As shown in fig. 3, the invention also provides a mine safety situation collaborative awareness method based on deduction learning, which comprises the following steps:
step one: firstly, acquiring sensing data by using sensors arranged in an environment and a patrol robot in a mine safety production process through a data acquisition module, and constructing a sensing data set for forming mine safety situation grade evaluation;
secondly, denoising, normalizing and outlier processing are carried out on the perception data set through a data processing module, influence factors of coal mine safety production are analyzed, meanwhile, characteristic parameters for evaluating mine safety situation level, such as gas concentration, wind flow, dust concentration, coal and rock mass temperature, personnel unsafe behaviors and the like, are constructed through steps of knowledge extraction, fusion and processing in combination with cause analysis of typical accidents, and unlabeled data are collected to form a training data set;
step two: the method comprises the steps of collecting and judging related data of mine safety situation levels by combining mine typical safety accident cause analysis, mine safety production standards and mine production whole processes, and carrying out abstract expression in a first-order predicate logic form to form an expert knowledge base; dividing the coal mine safety situation level into five levels of low risk, general risk, medium risk, important risk and extra-large risk by utilizing a coal mine safety situation logic reasoning strategy based on a fuzzy logic algorithm;
step three: taking a small part of the data set in the first step as S for performing supervised training on the mine safety situation level evaluation pre-training model to form an initial classifier C, and remaining unmarked data sets as S';
the mine safety situation level evaluation pre-training model adopts a variation automatic encoder, and the loss function of the variation automatic encoder is shown in the following formula (1)
The following is shown:
where j is the dimension of the hidden variable, μ and σ i Is the mean and variance of the variational probability distribution of the hidden variable.
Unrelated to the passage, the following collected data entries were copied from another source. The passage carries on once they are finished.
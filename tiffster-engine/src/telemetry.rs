//! Tracing subscriber setup.

use tracing_subscriber::util::TryInitError;
use tracing_subscriber::{layer::SubscriberExt, util::SubscriberInitExt, EnvFilter};

const DEFAULT_FILTER: &str = "tiffster_engine=info,tiffster_storage=info,info";

/// Output format for log lines.
#[derive(Debug, Clone, Copy, PartialEq, Eq, Default)]
pub enum LogFormat {
    #[default]
    Pretty,
    Json,
}

/// Telemetry configuration from environment variables.
#[derive(Debug, Clone)]
pub struct TelemetryConfig {
    pub format: LogFormat,
    /// Filter directives used when `RUST_LOG` is unset
    pub default_filter: String,
    pub service_name: String,
}

impl Default for TelemetryConfig {
    fn default() -> Self {
        Self {
            format: LogFormat::Pretty,
            default_filter: DEFAULT_FILTER.to_string(),
            service_name: "tiffster-worker".to_string(),
        }
    }
}

impl TelemetryConfig {
    /// # Environment Variables
    /// - `TIFFSTER_LOG_FORMAT`: `json` for JSON lines, anything else for
    ///   human-readable output (default: pretty)
    /// - `TIFFSTER_SERVICE_NAME`: Name logged at startup (default: tiffster-worker)
    pub fn from_env() -> Self {
        let defaults = Self::default();
        Self {
            format: std::env::var("TIFFSTER_LOG_FORMAT")
                .map(|s| {
                    if s.eq_ignore_ascii_case("json") {
                        LogFormat::Json
                    } else {
                        LogFormat::Pretty
                    }
                })
                .unwrap_or(defaults.format),
            service_name: std::env::var("TIFFSTER_SERVICE_NAME")
                .unwrap_or(defaults.service_name),
            default_filter: defaults.default_filter,
        }
    }
}

/// Install the global tracing subscriber.
///
/// Filter directives come from `RUST_LOG`, falling back to
/// `config.default_filter`. Fails if a subscriber is already installed.
pub fn init_tracing(config: &TelemetryConfig) -> Result<(), TryInitError> {
    let env_filter = EnvFilter::try_from_default_env()
        .unwrap_or_else(|_| EnvFilter::new(&config.default_filter));

    let registry = tracing_subscriber::registry().with(env_filter);
    match config.format {
        LogFormat::Json => registry.with(tracing_subscriber::fmt::layer().json()).try_init()?,
        LogFormat::Pretty => registry.with(tracing_subscriber::fmt::layer()).try_init()?,
    }

    tracing::info!(
        service_name = %config.service_name,
        format = ?config.format,
        "Telemetry initialized"
    );
    Ok(())
}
Step four: inputting the data in the S' data set into an initial classifier C for prediction to obtain a pseudo tag of each data;
step five: comparing the pseudo tag of each data obtained in the step four with the result output by the logic reasoning module, minimizing inconsistency, obtaining an anti-deduction tag of the data through an anti-deduction learning framework, adding the data and the anti-deduction tag into the data set S and correspondingly replacing the data set S to form a new data set S;
this step is exemplified as follows:
assuming that a prediction result output by the mine safety situation level assessment pre-training model, namely a pseudo tag is a medium risk, and the output result of the logic reasoning module is a general risk, a medium risk or a major risk, the security situation level predicted by the neural network is regarded as being adjacent to the logic reasoning, and the tag is reserved; if the output result is low risk or extra risk, the output result is not adjacent, and in order to minimize the inconsistency, the pseudo tag is corrected to be a logical reasoning result according to the logical reasoning result. Finally, the tag is added to the dataset as an deduction tag and its corresponding data.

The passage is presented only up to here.